Assigned task: Reproduce nothing but the lines from the one containing "assert_eq!(halves[1].offset, 3);" to the end of the records below, each exactly as written.

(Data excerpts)
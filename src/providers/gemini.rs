use std::time::Duration;
use async_trait::async_trait;
use serde::{Serialize, Deserialize};
use reqwest::{Client, StatusCode};
use log::{debug, error};
use url::Url;

use crate::errors::ProviderError;
use crate::providers::{CompletionRequest, CompletionResponse, Provider};

/// Public `generateContent` endpoint used when nothing else is configured
pub const DEFAULT_API_URL: &str =
    "https://generativelanguage.googleapis.com/v1beta/models/gemini-3-flash-preview:generateContent";

/// Gemini client for the `generateContent` REST API
pub struct Gemini {
    /// HTTP client for API requests
    client: Client,
    /// API key, sent as `x-goog-api-key`
    api_key: String,
    /// Full `...:generateContent` endpoint
    endpoint: Url,
}

impl std::fmt::Debug for Gemini {
    fn fmt(&self, f: &mut std::fmt::Formatter<'_>) -> std::fmt::Result {
        f.debug_struct("Gemini")
            .field("endpoint", &self.endpoint.as_str())
            .finish_non_exhaustive()
    }
}

/// generateContent request body
#[derive(Debug, Serialize)]
#[serde(rename_all = "camelCase")]
pub struct GeminiRequest {
    /// Conversation turns
    contents: Vec<GeminiContent>,

    /// System instruction
    #[serde(skip_serializing_if = "Option::is_none")]
    system_instruction: Option<GeminiContent>,

    /// Sampling parameters
    generation_config: GenerationConfig,
}

/// One content block (a turn or the system instruction)
#[derive(Debug, Serialize, Deserialize)]
pub struct GeminiContent {
    /// Role of the turn, absent for system instructions
    #[serde(default, skip_serializing_if = "Option::is_none")]
    pub role: Option<String>,

    /// Text parts
    #[serde(default)]
    pub parts: Vec<GeminiPart>,
}

#[derive(Debug, Serialize, Deserialize)]
pub struct GeminiPart {
    #[serde(default)]
    pub text: String,
}

#[derive(Debug, Serialize)]
#[serde(rename_all = "camelCase")]
pub struct GenerationConfig {
    #[serde(skip_serializing_if = "Option::is_none")]
    temperature: Option<f32>,

    #[serde(skip_serializing_if = "Option::is_none")]
    max_output_tokens: Option<u32>,
}

/// generateContent response body
#[derive(Debug, Deserialize)]
#[serde(rename_all = "camelCase")]
pub struct GeminiResponse {
    #[serde(default)]
    pub candidates: Vec<GeminiCandidate>,

    #[serde(default)]
    pub usage_metadata: Option<UsageMetadata>,

    #[serde(default)]
    pub prompt_feedback: Option<PromptFeedback>,
}

#[derive(Debug, Deserialize)]
#[serde(rename_all = "camelCase")]
pub struct GeminiCandidate {
    #[serde(default)]
    pub content: Option<GeminiContent>,

    #[serde(default)]
    pub finish_reason: Option<String>,
}

/// Token usage information
#[derive(Debug, Deserialize)]
#[serde(rename_all = "camelCase")]
pub struct UsageMetadata {
    #[serde(default)]
    pub prompt_token_count: Option<u64>,
    #[serde(default)]
    pub candidates_token_count: Option<u64>,
}

#[derive(Debug, Deserialize)]
#[serde(rename_all = "camelCase")]
pub struct PromptFeedback {
    #[serde(default)]
    pub block_reason: Option<String>,
}

impl GeminiRequest {
    /// Create a single-turn request
    pub fn new(prompt: impl Into<String>) -> Self {
        Self {
            contents: vec![GeminiContent {
                role: Some("user".to_string()),
                parts: vec![GeminiPart { text: prompt.into() }],
            }],
            system_instruction: None,
            generation_config: GenerationConfig {
                temperature: None,
                max_output_tokens: None,
            },
        }
    }

    /// Set the system instruction
    pub fn system(mut self, system: impl Into<String>) -> Self {
        self.system_instruction = Some(GeminiContent {
            role: None,
            parts: vec![GeminiPart { text: system.into() }],
        });
        self
    }

    /// Set the temperature
    pub fn temperature(mut self, temperature: f32) -> Self {
        self.generation_config.temperature = Some(temperature);
        self
    }

    /// Cap the reply length
    pub fn max_output_tokens(mut self, max_output_tokens: u32) -> Self {
        self.generation_config.max_output_tokens = Some(max_output_tokens);
        self
    }
}

impl GeminiResponse {
    /// Concatenated text of the first candidate
    pub fn text(&self) -> Result<String, ProviderError> {
        let candidate = self.candidates.first().ok_or_else(|| {
            let reason = self
                .prompt_feedback
                .as_ref()
                .and_then(|f| f.block_reason.clone())
                .unwrap_or_else(|| "no candidates".to_string());
            ProviderError::ParseError(format!("Gemini returned no candidates: {}", reason))
        })?;

        let content = candidate.content.as_ref().ok_or_else(|| {
            ProviderError::ParseError(format!(
                "Gemini candidate has no content (finish reason: {})",
                candidate.finish_reason.as_deref().unwrap_or("unknown")
            ))
        })?;

        Ok(content.parts.iter().map(|p| p.text.as_str()).collect())
    }
}

impl Gemini {
    /// Create a new Gemini client
    pub fn new(api_key: impl Into<String>, endpoint: &str, timeout: Duration) -> Result<Self, ProviderError> {
        let endpoint = Url::parse(endpoint)
            .map_err(|e| ProviderError::RequestFailed(format!("Invalid Gemini endpoint '{}': {}", endpoint, e)))?;

        let client = Client::builder()
            .timeout(timeout)
            .build()
            .map_err(|e| ProviderError::RequestFailed(format!("Failed to build HTTP client: {}", e)))?;

        Ok(Self {
            client,
            api_key: api_key.into(),
            endpoint,
        })
    }

    /// Send a generateContent request
    pub async fn generate(&self, request: &GeminiRequest) -> Result<GeminiResponse, ProviderError> {
        let response = self.client.post(self.endpoint.clone())
            .header("Content-Type", "application/json")
            .header("x-goog-api-key", &self.api_key)
            .json(request)
            .send()
            .await
            .map_err(map_transport_error)?;

        let status = response.status();
        if !status.is_success() {
            let error_text = response.text().await
                .unwrap_or_else(|_| "Failed to get error response text".to_string());
            error!("Gemini API error ({}): {}", status, error_text);
            return Err(map_status_error(status, error_text));
        }

        let body = response.text().await.map_err(map_transport_error)?;
        debug!("Gemini response: {} bytes", body.len());

        serde_json::from_str::<GeminiResponse>(&body)
            .map_err(|e| ProviderError::ParseError(format!("Failed to parse Gemini API response: {}", e)))
    }
}

fn map_transport_error(e: reqwest::Error) -> ProviderError {
    if e.is_timeout() {
        ProviderError::RequestFailed(format!("Gemini request timed out: {}", e))
    } else if e.is_connect() {
        ProviderError::ConnectionError(format!("Failed to connect to Gemini API: {}", e))
    } else {
        ProviderError::RequestFailed(format!("Failed to send request to Gemini API: {}", e))
    }
}

fn map_status_error(status: StatusCode, message: String) -> ProviderError {
    match status {
        StatusCode::TOO_MANY_REQUESTS => ProviderError::RateLimitExceeded(message),
        StatusCode::UNAUTHORIZED | StatusCode::FORBIDDEN => ProviderError::AuthenticationError(message),
        _ => ProviderError::ApiError {
            status_code: status.as_u16(),
            message,
        },
    }
}

#[async_trait]
impl Provider for Gemini {
    async fn complete(&self, request: CompletionRequest) -> Result<CompletionResponse, ProviderError> {
        let mut gemini_request = GeminiRequest::new(request.prompt).temperature(request.temperature);
        if let Some(system) = request.system {
            gemini_request = gemini_request.system(system);
        }

        let response = self.generate(&gemini_request).await?;
        let text = response.text()?;
        let usage = response.usage_metadata.as_ref();

        Ok(CompletionResponse {
            text,
            prompt_tokens: usage.and_then(|u| u.prompt_token_count),
            completion_tokens: usage.and_then(|u| u.candidates_token_count),
        })
    }

    async fn test_connection(&self) -> Result<(), ProviderError> {
        let request = GeminiRequest::new("Reply with OK.").max_output_tokens(10);
        self.generate(&request).await?;
        Ok(())
    }
}
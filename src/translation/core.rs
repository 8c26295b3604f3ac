/*!
 * Translation client.
 *
 * Turns a batch of source lines into one prompt, sends it through the configured
 * provider under a per-request timeout and decomposes the reply into lines. The
 * client never retries; that is the repair policy's job.
 */

use std::fmt;
use std::sync::Arc;
use std::time::{Duration, Instant};
use log::debug;
use parking_lot::Mutex;

use crate::app_config::TranslationConfig;
use crate::errors::{ProviderError, TranslationError};
use crate::providers::gemini::Gemini;
use crate::providers::{CompletionRequest, Provider};
use crate::translation::prompts::TranslationPromptBuilder;
use crate::translation::response::{ParsedReply, ResponseParser};

/// Token usage statistics for tracking API consumption
#[derive(Debug, Clone)]
pub struct TokenUsageStats {
    /// Number of prompt tokens
    pub prompt_tokens: u64,

    /// Number of completion tokens
    pub completion_tokens: u64,

    /// Total number of tokens
    pub total_tokens: u64,

    /// Number of requests that returned a reply
    pub requests: u64,

    /// Start time of token tracking
    pub start_time: Instant,

    /// Total time spent on API requests
    pub api_duration: Duration,
}

impl Default for TokenUsageStats {
    fn default() -> Self {
        Self::new()
    }
}

impl TokenUsageStats {
    /// Create a new empty token usage stats instance
    pub fn new() -> Self {
        Self {
            prompt_tokens: 0,
            completion_tokens: 0,
            total_tokens: 0,
            requests: 0,
            start_time: Instant::now(),
            api_duration: Duration::from_secs(0),
        }
    }

    /// Add the usage numbers of one reply
    pub fn add_token_usage(&mut self, prompt_tokens: Option<u64>, completion_tokens: Option<u64>) {
        if let Some(pt) = prompt_tokens {
            self.prompt_tokens += pt;
            self.total_tokens += pt;
        }

        if let Some(ct) = completion_tokens {
            self.completion_tokens += ct;
            self.total_tokens += ct;
        }
    }

    /// Calculate tokens per minute rate
    pub fn tokens_per_minute(&self) -> f64 {
        // Use the API duration for rate calculation, with fallback to elapsed time
        let duration_minutes = if self.api_duration.as_secs_f64() > 0.0 {
            self.api_duration.as_secs_f64() / 60.0
        } else {
            self.start_time.elapsed().as_secs_f64() / 60.0
        };

        if duration_minutes > 0.0 {
            self.total_tokens as f64 / duration_minutes
        } else {
            0.0
        }
    }

    /// Generate a summary of token usage
    pub fn summary(&self) -> String {
        format!(
            "Token Usage Summary:\n\
             Requests: {}\n\
             Prompt tokens: {}\n\
             Completion tokens: {}\n\
             Total tokens: {}\n\
             API request time: {:.2} minutes\n\
             Tokens per minute: {:.2}",
            self.requests,
            self.prompt_tokens,
            self.completion_tokens,
            self.total_tokens,
            self.api_duration.as_secs_f64() / 60.0,
            self.tokens_per_minute()
        )
    }
}

/// Client that translates one batch of lines per call
#[derive(Clone)]
pub struct TranslationClient {
    provider: Arc<dyn Provider>,

    /// Upper bound for one request, including reading the reply
    timeout: Duration,

    temperature: f32,

    /// Shared by all clones
    token_usage: Arc<Mutex<TokenUsageStats>>,
}

impl fmt::Debug for TranslationClient {
    fn fmt(&self, f: &mut fmt::Formatter<'_>) -> fmt::Result {
        f.debug_struct("TranslationClient")
            .field("provider", &self.provider)
            .field("timeout", &self.timeout)
            .field("temperature", &self.temperature)
            .finish()
    }
}

impl TranslationClient {
    /// Create a client around any provider
    pub fn new(provider: Arc<dyn Provider>, timeout: Duration, temperature: f32) -> Self {
        Self {
            provider,
            timeout,
            temperature,
            token_usage: Arc::new(Mutex::new(TokenUsageStats::new())),
        }
    }

    /// Create a Gemini-backed client from configuration
    pub fn from_config(config: &TranslationConfig) -> Result<Self, TranslationError> {
        let api_key = config.api_key.trim();
        if api_key.is_empty() {
            return Err(TranslationError::InvalidConfig(
                "no API key configured (set GEMINI_API_KEY or translation.api_key)".to_string(),
            ));
        }

        let timeout = Duration::from_secs(config.timeout_secs);
        // The HTTP client gets a little headroom so the outer timeout fires first
        let gemini = Gemini::new(api_key, &config.api_url, timeout + Duration::from_secs(5))
            .map_err(|e| TranslationError::InvalidConfig(e.to_string()))?;

        Ok(Self::new(Arc::new(gemini), timeout, config.temperature))
    }

    pub fn timeout(&self) -> Duration {
        self.timeout
    }

    /// Translate `texts` in one request.
    ///
    /// The reply may hold fewer or more lines than `texts`; the caller decides
    /// what a count or numbering mismatch means.
    pub async fn translate(
        &self,
        texts: &[String],
        target_language: &str,
        source_language: Option<&str>,
    ) -> Result<ParsedReply, ProviderError> {
        let (system, prompt) = TranslationPromptBuilder::new(source_language, target_language)
            .with_lines(texts)
            .build();
        let request = CompletionRequest::new(prompt)
            .system(system)
            .temperature(self.temperature);

        let start = Instant::now();
        let response = tokio::time::timeout(self.timeout, self.provider.complete(request))
            .await
            .map_err(|_| ProviderError::Timeout(self.timeout))??;
        let elapsed = start.elapsed();

        {
            let mut stats = self.token_usage.lock();
            stats.add_token_usage(response.prompt_tokens, response.completion_tokens);
            stats.requests += 1;
            stats.api_duration += elapsed;
        }

        let reply = ResponseParser::parse(&response.text)?;
        debug!(
            "Translated {} lines into {} lines in {:.2}s",
            texts.len(),
            reply.len(),
            elapsed.as_secs_f64()
        );
        Ok(reply)
    }

    /// Probe the service with a one-line request
    pub async fn test_connection(&self) -> Result<(), ProviderError> {
        tokio::time::timeout(self.timeout, self.provider.test_connection())
            .await
            .map_err(|_| ProviderError::Timeout(self.timeout))?
    }

    /// Snapshot of the usage accumulated so far
    pub fn token_usage(&self) -> TokenUsageStats {
        self.token_usage.lock().clone()
    }
}
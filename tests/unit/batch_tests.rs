/*!
 * Tests for batch partitioning and subdivision
 */

use movsub::errors::TranslationError;
use movsub::translation::{split_into_batches, Batch};
use crate::common;

#[test]
fn test_split_into_batches_withTenCuesOfFour_shouldGiveFourFourTwo() {
    let cues = common::sample_cues(10);
    let batches = split_into_batches(&cues, 4).unwrap();

    let sizes: Vec<usize> = batches.iter().map(Batch::len).collect();
    assert_eq!(sizes, vec![4, 4, 2]);

    let ids: Vec<usize> = batches.iter().map(|b| b.batch_id).collect();
    assert_eq!(ids, vec![0, 1, 2]);
    assert!(batches.iter().all(|b| b.offset == 0 && b.attempt_count == 0));
}

#[test]
fn test_split_into_batches_shouldPreserveOrderAndCoverage() {
    let cues = common::sample_cues(23);
    let batches = split_into_batches(&cues, 5).unwrap();

    let flattened: Vec<usize> = batches.iter().flat_map(|b| b.cue_indices()).collect();
    let expected: Vec<usize> = (1..=23).collect();
    assert_eq!(flattened, expected);
}

#[test]
fn test_split_into_batches_withEmptyInput_shouldBeEmpty() {
    assert!(split_into_batches(&[], 30).unwrap().is_empty());
}

#[test]
fn test_split_into_batches_withZeroSize_shouldBeInvalidConfig() {
    let cues = common::sample_cues(3);
    assert!(matches!(
        split_into_batches(&cues, 0),
        Err(TranslationError::InvalidConfig(_))
    ));
}

#[test]
fn test_subdivide_withOddBatch_shouldKeepIdentityAndOffsets() {
    let cues = common::sample_cues(5);
    let batch = Batch::new(7, cues).retry();

    let halves = batch.subdivide();
    assert_eq!(halves.len(), 2);
    assert_eq!(halves[0].cue_indices(), vec![1, 2, 3]);
    assert_eq!(halves[1].cue_indices(), vec![4, 5]);
    assert_eq!(halves[1].offset, 3);
    assert!(halves.iter().all(|h| h.batch_id == 7 && h.attempt_count == 1));

    let quarters = halves[1].subdivide();
    assert_eq!(quarters[0].offset, 3);
    assert_eq!(quarters[1].offset, 4);
}

#[test]
fn test_subdivide_withSingleCue_shouldReturnItself() {
    let batch = Batch::new(0, common::sample_cues(1));
    let units = batch.subdivide();
    assert_eq!(units.len(), 1);
    assert_eq!(units[0].cue_indices(), vec![1]);
}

Written response:
    assert_eq!(halves[1].offset, 3);
    assert!(halves.iter().all(|h| h.batch_id == 7 && h.attempt_count == 1));

    let quarters = halves[1].subdivide();
    assert_eq!(quarters[0].offset, 3);
    assert_eq!(quarters[1].offset, 4);
}

#[test]
fn test_subdivide_withSingleCue_shouldReturnItself() {
    let batch = Batch::new(0, common::sample_cues(1));
    let units = batch.subdivide();
    assert_eq!(units.len(), 1);
    assert_eq!(units[0].cue_indices(), vec![1]);
}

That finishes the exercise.